EXERCISE
This task calls for every entry below to be repeated exactly.

GIVEN RECORDS
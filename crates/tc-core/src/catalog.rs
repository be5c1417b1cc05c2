//! The narrow catalog contract the streaming engine consumes.
//!
//! The engine only ever looks assets up and writes back the signature a
//! whole-file transcode was produced from. Everything else about the catalog
//! (CRUD, search, metadata) lives elsewhere.

use std::collections::HashMap;

use async_trait::async_trait;
use parking_lot::RwLock;

use crate::ids::AssetId;
use crate::media::{MediaAsset, TranscodeQuality};
use crate::{Error, Result};

/// Asset lookup and signature write-back.
#[async_trait]
pub trait Catalog: Send + Sync {
    /// Fetch an asset. Missing assets are [`Error::NotFound`].
    async fn get_asset(&self, id: AssetId) -> Result<MediaAsset>;

    /// Record that the transcode for `quality` was generated from `signature`.
    async fn update_rendition_signature(
        &self,
        id: AssetId,
        quality: TranscodeQuality,
        signature: &str,
    ) -> Result<()>;
}

/// In-memory catalog used by tests and embedders without a database.
#[derive(Default)]
pub struct MemoryCatalog {
    assets: RwLock<HashMap<AssetId, MediaAsset>>,
    writes: RwLock<Vec<(AssetId, TranscodeQuality, String)>>,
    fail_writes: RwLock<bool>,
}

impl MemoryCatalog {
    pub fn new() -> Self {
        Self::default()
    }

    /// Insert or replace an asset.
    pub fn insert(&self, asset: MediaAsset) {
        self.assets.write().insert(asset.id, asset);
    }

    /// Every signature write-back seen so far, in order.
    pub fn writes(&self) -> Vec<(AssetId, TranscodeQuality, String)> {
        self.writes.read().clone()
    }

    /// Make subsequent write-backs fail with a database error.
    pub fn set_fail_writes(&self, fail: bool) {
        *self.fail_writes.write() = fail;
    }
}

#[async_trait]
impl Catalog for MemoryCatalog {
    async fn get_asset(&self, id: AssetId) -> Result<MediaAsset> {
        self.assets
            .read()
            .get(&id)
            .cloned()
            .ok_or_else(|| Error::not_found("asset", id))
    }

    async fn update_rendition_signature(
        &self,
        id: AssetId,
        quality: TranscodeQuality,
        signature: &str,
    ) -> Result<()> {
        if *self.fail_writes.read() {
            return Err(Error::database("write-back disabled"));
        }
        let mut assets = self.assets.write();
        let asset = assets
            .get_mut(&id)
            .ok_or_else(|| Error::not_found("asset", id))?;
        asset.rendition_signatures.set(quality, signature);
        self.writes
            .write()
            .push((id, quality, signature.to_string()));
        Ok(())
    }
}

ANSWER BOX
filename crates/tc-core/src/catalog.rs
repository be5c1417b1cc05c2
//! The narrow catalog contract the streaming engine consumes.
//!
//! The engine only ever looks assets up and writes back the signature a
//! whole-file transcode was produced from. Everything else about the catalog
//! (CRUD, search, metadata) lives elsewhere.

use std::collections::HashMap;

use async_trait::async_trait;
use parking_lot::RwLock;

use crate::ids::AssetId;
use crate::media::{MediaAsset, TranscodeQuality};
use crate::{Error, Result};

/// Asset lookup and signature write-back.
#[async_trait]
pub trait Catalog: Send + Sync {
    /// Fetch an asset. Missing assets are [`Error::NotFound`].
    async fn get_asset(&self, id: AssetId) -> Result<MediaAsset>;

    /// Record that the transcode for `quality` was generated from `signature`.
    async fn update_rendition_signature(
        &self,
        id: AssetId,
        quality: TranscodeQuality,
        signature: &str,
    ) -> Result<()>;
}

/// In-memory catalog used by tests and embedders without a database.
#[derive(Default)]
pub struct MemoryCatalog {
    assets: RwLock<HashMap<AssetId, MediaAsset>>,
    writes: RwLock<Vec<(AssetId, TranscodeQuality, String)>>,
    fail_writes: RwLock<bool>,
}

impl MemoryCatalog {
    pub fn new() -> Self {
        Self::default()
    }

    /// Insert or replace an asset.
    pub fn insert(&self, asset: MediaAsset) {
        self.assets.write().insert(asset.id, asset);
    }

    /// Every signature write-back seen so far, in order.
    pub fn writes(&self) -> Vec<(AssetId, TranscodeQuality, String)> {
        self.writes.read().clone()
    }

    /// Make subsequent write-backs fail with a database error.
    pub fn set_fail_writes(&self, fail: bool) {
        *self.fail_writes.write() = fail;
    }
}

#[async_trait]
impl Catalog for MemoryCatalog {
    async fn get_asset(&self, id: AssetId) -> Result<MediaAsset> {
        self.assets
            .read()
            .get(&id)
            .cloned()
            .ok_or_else(|| Error::not_found("asset", id))
    }

    async fn update_rendition_signature(
        &self,
        id: AssetId,
        quality: TranscodeQuality,
        signature: &str,
    ) -> Result<()> {
        if *self.fail_writes.read() {
            return Err(Error::database("write-back disabled"));
        }
        let mut assets = self.assets.write();
        let asset = assets
            .get_mut(&id)
            .ok_or_else(|| Error::not_found("asset", id))?;
        asset.rendition_signatures.set(quality, signature);
        self.writes
            .write()
            .push((id, quality, signature.to_string()));
        Ok(())
    }
}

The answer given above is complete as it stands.